MANILA—Twelve senatorial aspirants have asked the Supreme Court to stop the Commission on Elections (Comelec) from declaring them as “nuisance” candidates, insisting that they do not intend to put the 2019 midterm polls in “mockery or disrepute.”
The candidates, running under the Katipunan Party, complained that the commission did not conduct any hearing to determine if indeed they lacked the financial capability to run a nationwide campaign — a common ground cited in “nuisance” petitions.
Katipunan’s entire senatorial slate, led by Conrado "Ding" Generoso, was included in the list of 95 aspirants, who the commission’s law department had sought to declare as “nuisance.”

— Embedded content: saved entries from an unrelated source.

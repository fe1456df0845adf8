//! Database connectivity, checked through the status-record endpoints.
//!
//! A record is written with `POST /status` and must show up in the list
//! returned by `GET /status`. Records are never updated or deleted here.

use reqwest::StatusCode;
use serde::{Deserialize, Serialize};
use serde_json::Value;
use time::OffsetDateTime;
use time::macros::format_description;
use tracing::debug;
use ulid::Ulid;

use super::{ProbeContext, ProbeError, ProbeResult, Transcript, expect_status, parse_json};

/// Only `id` is required. Ids are compared as JSON values, so string and
/// numeric ids both work.
#[derive(Debug, Clone, PartialEq, Serialize, Deserialize)]
pub struct StatusRecord {
    pub id: Value,
    #[serde(default)]
    pub client_name: Option<Value>,
    /// Server-assigned, kept as the backend formats it.
    #[serde(default)]
    pub timestamp: Option<Value>,
}

#[derive(Debug, Serialize)]
pub struct StatusCreate<'a> {
    pub client_name: &'a str,
}

/// `test_client_<YYYYMMDD_HHMMSS>_<ulid>`, unique per call.
pub fn generate_client_name() -> String {
    let stamp = OffsetDateTime::now_utc()
        .format(format_description!(
            "[year][month][day]_[hour][minute][second]"
        ))
        .unwrap_or_default();
    format!("test_client_{stamp}_{}", Ulid::new())
}

pub async fn create_status(
    ctx: &ProbeContext,
    client_name: &str,
) -> Result<StatusRecord, ProbeError> {
    let url = ctx.target.endpoint("/status");
    debug!("POST {url} client_name={client_name}");
    let response = ctx
        .client
        .post(&url)
        .json(&StatusCreate { client_name })
        .timeout(ctx.request_timeout)
        .send()
        .await?;
    let body = expect_status(response, StatusCode::OK).await?;
    parse_created(&body)
}

/// A missing `id` deserializes as `null`, so it is rejected here.
fn parse_created(body: &str) -> Result<StatusRecord, ProbeError> {
    let record: StatusRecord = parse_json(body)?;
    if record.id.is_null() {
        return Err(ProbeError::Malformed(format!("no \"id\" in {body}")));
    }
    Ok(record)
}

/// Records stay untyped so one odd stored record cannot fail the whole list.
pub async fn list_status(ctx: &ProbeContext) -> Result<Vec<Value>, ProbeError> {
    let url = ctx.target.endpoint("/status");
    debug!("GET {url}");
    let response = ctx
        .client
        .get(&url)
        .timeout(ctx.request_timeout)
        .send()
        .await?;
    let body = expect_status(response, StatusCode::OK).await?;
    parse_json(&body)
}

/// Number of listed records whose `id` equals `id`.
pub fn count_with_id(records: &[Value], id: &Value) -> usize {
    records
        .iter()
        .filter(|record| record.get("id") == Some(id))
        .count()
}

pub async fn check_database(ctx: &ProbeContext, transcript: &mut Transcript) -> ProbeResult {
    let client_name = generate_client_name();

    let created = create_status(ctx, &client_name)
        .await
        .inspect_err(|_| transcript.push("Database write operation failed"))?;
    transcript.push(format!("Created Status: {created:?}"));

    let records = list_status(ctx)
        .await
        .inspect_err(|_| transcript.push("Database read operation failed"))?;
    transcript.push(format!("Retrieved {} status records", records.len()));

    if count_with_id(&records, &created.id) > 0 {
        transcript.push("Read/Write operations successful");
        Ok(())
    } else {
        Err(ProbeError::Assertion(format!(
            "created record {} not found in status list",
            created.id
        )))
    }
}
use reqwest::header::{
    ACCESS_CONTROL_ALLOW_HEADERS, ACCESS_CONTROL_ALLOW_METHODS, ACCESS_CONTROL_ALLOW_ORIGIN,
    ACCESS_CONTROL_REQUEST_HEADERS, ACCESS_CONTROL_REQUEST_METHOD, HeaderMap, HeaderName, ORIGIN,
};
use reqwest::{Method, StatusCode};
use tracing::debug;

use super::{ProbeContext, ProbeError, ProbeResult, Transcript};

/// Origin the preflight claims to come from, the usual dev frontend.
pub const PREFLIGHT_ORIGIN: &str = "http://localhost:3000";

fn header_for_display(headers: &HeaderMap, name: &HeaderName) -> String {
    match headers.get(name) {
        Some(value) => value.to_str().unwrap_or("<non-utf8>").to_string(),
        None => "None".to_string(),
    }
}

/// `OPTIONS /` preflight must answer 200 or 204 with a non-empty
/// `Access-Control-Allow-Origin`.
pub async fn check_cors(ctx: &ProbeContext, transcript: &mut Transcript) -> ProbeResult {
    let url = ctx.target.endpoint("/");
    debug!("OPTIONS {url}");
    let response = ctx
        .client
        .request(Method::OPTIONS, &url)
        .header(ORIGIN, PREFLIGHT_ORIGIN)
        .header(ACCESS_CONTROL_REQUEST_METHOD, "GET")
        .header(ACCESS_CONTROL_REQUEST_HEADERS, "Content-Type")
        .timeout(ctx.request_timeout)
        .send()
        .await?;

    let status = response.status();
    transcript.push(format!("Preflight Status Code: {}", status.as_u16()));

    let headers = response.headers().clone();
    for name in [
        &ACCESS_CONTROL_ALLOW_ORIGIN,
        &ACCESS_CONTROL_ALLOW_METHODS,
        &ACCESS_CONTROL_ALLOW_HEADERS,
    ] {
        transcript.push(format!(
            "{}: {}",
            name.as_str(),
            header_for_display(&headers, name)
        ));
    }

    if status != StatusCode::OK && status != StatusCode::NO_CONTENT {
        let body = response.text().await?;
        return Err(ProbeError::UnexpectedStatus { status, body });
    }

    match headers.get(ACCESS_CONTROL_ALLOW_ORIGIN) {
        Some(value) if !value.is_empty() => Ok(()),
        _ => Err(ProbeError::Assertion(
            "preflight response has no Access-Control-Allow-Origin".to_string(),
        )),
    }
}
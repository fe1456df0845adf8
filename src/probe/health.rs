use reqwest::StatusCode;
use serde_json::Value;
use tracing::debug;

use super::{ProbeContext, ProbeError, ProbeResult, Transcript, parse_json};

pub const EXPECTED_MESSAGE: &str = "Hello World";

/// `GET /` must answer 200 with `{"message": "Hello World"}`.
pub async fn check_health(ctx: &ProbeContext, transcript: &mut Transcript) -> ProbeResult {
    let url = ctx.target.endpoint("/");
    debug!("GET {url}");
    let response = ctx
        .client
        .get(&url)
        .timeout(ctx.request_timeout)
        .send()
        .await?;

    let status = response.status();
    transcript.push(format!("Status Code: {}", status.as_u16()));
    let body = response.text().await?;
    transcript.push(format!("Response: {body}"));

    if status != StatusCode::OK {
        return Err(ProbeError::UnexpectedStatus { status, body });
    }

    let health: Value = parse_json(&body)?;
    match health.get("message").and_then(Value::as_str) {
        Some(EXPECTED_MESSAGE) => Ok(()),
        Some(other) => Err(ProbeError::Assertion(format!(
            "unexpected message {other:?}, expected {EXPECTED_MESSAGE:?}"
        ))),
        None => Err(ProbeError::Malformed(format!(
            "no \"message\" field in {body}"
        ))),
    }
}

Generoso, who served as spokesman of the Malacañang committee that drafted a proposed federal constitution, said a legitimate candidacy should not be measured by financial capability alone.
“Lack of resources, or not having resources equal to the resources of the more moneyed candidates, does not mean you intend to put the election in mockery or to put it in disrepute,” he told ABS-CBN News.
Generoso said his group was promoting federalism, including a ban on political dynasties and party-switching, “so that we can move from a politics of personalities to a politics of platform and programs of government.”
“If that is being a nuisance, then perhaps we are being a nuisance to those who want to just maintain the status quo because they just want to cling on to power and they want to be the rulers of this country forever and ever,” he said.
In the petition filed last Dec. 14, the group said treating its senatorial candidates as “nuisance” would cause “irreparable injury to the legitimacy and credibility if the party.”
The petitioners noted that should the Comelec reject the party’s certificate of nomination and acceptance or CONA, their candidates would be considered as “independent.”
They said the commission was “laying the predicate” to classify them as a “nuisance who “individually have no popular gravitas and means to wage a national campaign.”
Comelec spokesman James Jimenez earlier admitted the poll body was still resolving “complex legal issues” raised by aspirants included in the law department’s “nuisance” list.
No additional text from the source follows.